15. Are believers  mobilized, activated and released for ministry? Statistics show that churches with more than 55% of their people serving in identifiable ministry roles are usually growing; if 54% or less, they are plateaued or in decline. For churches, this means inviting participation and investing in newcomers’ ministry development by helping them understand and buy into the church’s vision and philosophy of ministry, and enabling them to discover and employ their spiritual gifts and passions in sacrificial service to each other and to lost people. We are to invite and engage people in God’s mission, not preserving our traditions or positions. The conditions and circumstances in which this occurs are risky and ever-changing, guaranteeing a messy table and a sink full of dirty dishes.

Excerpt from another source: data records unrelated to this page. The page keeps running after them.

mod context;
mod panic;

pub use context::ContextService;
pub(crate) use panic::payload_text as panic_payload_text;
pub use panic::{CatchPanicError, CatchPanicService};
//! Header mutation filters.
use std::rc::Rc;

use async_trait::async_trait;
use http::{HeaderName, HeaderValue};
use veer_core::{
    filter::{Filter, FilterContext},
    route::{Arg, ArgsExt, CreateError},
};

fn header_name(args: &[Arg], pos: usize) -> Result<HeaderName, CreateError> {
    args.string_at(pos)?
        .parse()
        .map_err(|e| CreateError::invalid_arg(pos, format!("invalid header name: {e}")))
}

fn header_value(args: &[Arg], pos: usize) -> Result<HeaderValue, CreateError> {
    HeaderValue::from_str(&args.string_at(pos)?)
        .map_err(|e| CreateError::invalid_arg(pos, format!("invalid header value: {e}")))
}

pub(super) struct SetRequestHeader {
    name: HeaderName,
    value: HeaderValue,
}

impl SetRequestHeader {
    pub(super) fn create(args: &[Arg]) -> Result<Rc<dyn Filter>, CreateError> {
        args.require_len(2)?;
        Ok(Rc::new(Self {
            name: header_name(args, 0)?,
            value: header_value(args, 1)?,
        }))
    }
}

#[async_trait(?Send)]
impl Filter for SetRequestHeader {
    async fn request(&self, ctx: &mut FilterContext) {
        if let Some(req) = ctx.request_mut() {
            req.headers_mut().insert(self.name.clone(), self.value.clone());
        }
    }
}

pub(super) struct SetResponseHeader {
    name: HeaderName,
    value: HeaderValue,
}

impl SetResponseHeader {
    pub(super) fn create(args: &[Arg]) -> Result<Rc<dyn Filter>, CreateError> {
        args.require_len(2)?;
        Ok(Rc::new(Self {
            name: header_name(args, 0)?,
            value: header_value(args, 1)?,
        }))
    }
}

#[async_trait(?Send)]
impl Filter for SetResponseHeader {
    async fn response(&self, ctx: &mut FilterContext) {
        if let Some(resp) = ctx.response_mut() {
            resp.headers_mut().insert(self.name.clone(), self.value.clone());
        }
    }
}

pub(super) struct DropRequestHeader {
    name: HeaderName,
}

impl DropRequestHeader {
    pub(super) fn create(args: &[Arg]) -> Result<Rc<dyn Filter>, CreateError> {
        args.require_len(1)?;
        Ok(Rc::new(Self {
            name: header_name(args, 0)?,
        }))
    }
}

#[async_trait(?Send)]
impl Filter for DropRequestHeader {
    async fn request(&self, ctx: &mut FilterContext) {
        if let Some(req) = ctx.request_mut() {
            req.headers_mut().remove(&self.name);
        }
    }
}

pub(super) struct DropResponseHeader {
    name: HeaderName,
}

impl DropResponseHeader {
    pub(super) fn create(args: &[Arg]) -> Result<Rc<dyn Filter>, CreateError> {
        args.require_len(1)?;
        Ok(Rc::new(Self {
            name: header_name(args, 0)?,
        }))
    }
}

#[async_trait(?Send)]
impl Filter for DropResponseHeader {
    async fn response(&self, ctx: &mut FilterContext) {
        if let Some(resp) = ctx.response_mut() {
            resp.headers_mut().remove(&self.name);
        }
    }
}
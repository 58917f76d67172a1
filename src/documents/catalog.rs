use serde::Serialize;

use super::GameEntry;

/// Ordered collection of game entries produced by one load. Order follows
/// the rows of the source CSV.
#[derive(Serialize, Default, Clone, PartialEq, Eq, Debug)]
#[serde(transparent)]
pub struct Catalog {
    games: Vec<GameEntry>,
}

impl Catalog {
    pub fn new(games: Vec<GameEntry>) -> Self {
        Catalog { games }
    }

    pub fn len(&self) -> usize {
        self.games.len()
    }

    pub fn is_empty(&self) -> bool {
        self.games.is_empty()
    }

    pub fn get(&self, index: usize) -> Option<&GameEntry> {
        self.games.get(index)
    }

    pub fn iter(&self) -> std::slice::Iter<'_, GameEntry> {
        self.games.iter()
    }

    pub fn entries(&self) -> &[GameEntry] {
        &self.games
    }
}

impl FromIterator<GameEntry> for Catalog {
    fn from_iter<I: IntoIterator<Item = GameEntry>>(iter: I) -> Self {
        Catalog {
            games: iter.into_iter().collect(),
        }
    }
}

impl<'a> IntoIterator for &'a Catalog {
    type Item = &'a GameEntry;
    type IntoIter = std::slice::Iter<'a, GameEntry>;

    fn into_iter(self) -> Self::IntoIter {
        self.games.iter()
    }
}
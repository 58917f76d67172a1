use itertools::Itertools;
use serde::{Deserialize, Serialize};

/// Predicate over a CSV header name.
///
/// Serialized externally tagged, e.g. `{"contains": "href"}`.
#[derive(Serialize, Deserialize, Clone, PartialEq, Eq, Debug)]
#[serde(rename_all = "snake_case")]
pub enum ColumnRule {
    Exact(String),
    Contains(String),
    Prefix(String),
    Suffix(String),
}

impl ColumnRule {
    pub fn exact(name: &str) -> Self {
        ColumnRule::Exact(name.to_owned())
    }

    pub fn contains(fragment: &str) -> Self {
        ColumnRule::Contains(fragment.to_owned())
    }

    pub fn prefix(prefix: &str) -> Self {
        ColumnRule::Prefix(prefix.to_owned())
    }

    pub fn suffix(suffix: &str) -> Self {
        ColumnRule::Suffix(suffix.to_owned())
    }

    pub fn matches(&self, header: &str) -> bool {
        let header = header.trim();
        match self {
            ColumnRule::Exact(name) => header == name,
            ColumnRule::Contains(fragment) => header.contains(fragment.as_str()),
            ColumnRule::Prefix(prefix) => header.starts_with(prefix.as_str()),
            ColumnRule::Suffix(suffix) => header.ends_with(suffix.as_str()),
        }
    }

    /// Index of the column selected by `rules`: the first rule that matches
    /// any header wins, header order breaks ties.
    pub fn resolve<S: AsRef<str>>(rules: &[ColumnRule], headers: &[S]) -> Option<usize> {
        rules
            .iter()
            .find_map(|rule| headers.iter().position(|h| rule.matches(h.as_ref())))
    }

    /// Indices of every column matched by `rules`, in priority order and
    /// without duplicates.
    pub fn resolve_all<S: AsRef<str>>(rules: &[ColumnRule], headers: &[S]) -> Vec<usize> {
        rules
            .iter()
            .flat_map(move |rule| {
                headers
                    .iter()
                    .positions(move |h| rule.matches(h.as_ref()))
            })
            .unique()
            .collect()
    }
}

impl std::fmt::Display for ColumnRule {
    fn fmt(&self, f: &mut std::fmt::Formatter<'_>) -> std::fmt::Result {
        match self {
            ColumnRule::Exact(name) => write!(f, "== '{name}'"),
            ColumnRule::Contains(fragment) => write!(f, "contains '{fragment}'"),
            ColumnRule::Prefix(prefix) => write!(f, "starts with '{prefix}'"),
            ColumnRule::Suffix(suffix) => write!(f, "ends with '{suffix}'"),
        }
    }
}
mod counters;
mod events;
mod log_event;

pub use counters::*;
pub use events::*;
pub use log_event::*;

16. Do we  say “grace” together? In the Jewish community of the first century, table fellowship was a cultural sensibility that was practiced judiciously and rigorously; you didn’t eat with just anyone! Who you broke bread with—who you sat down at the table with—pretty much summed up who your friends were and where you fit on the social ladder; it can become relatively easy to marginalize entire groups living among us;  the religious leadership had managed, in their pursuit and practice of (self) righteousness, to separate themselves from the common and ordinary members of the Jewish community. Many of these were labeled as “sinners”—individuals with whom a common meal would result in impurity. Yet it was among these very individuals that Jesus lived and ministered e.g. a tax collector by the name of Levi sitting at his tax booth – “It is not the healthy who need a doctor, but the sick. I have not come to call the righteous, but sinners to repentance.” (Luke 5:27-32)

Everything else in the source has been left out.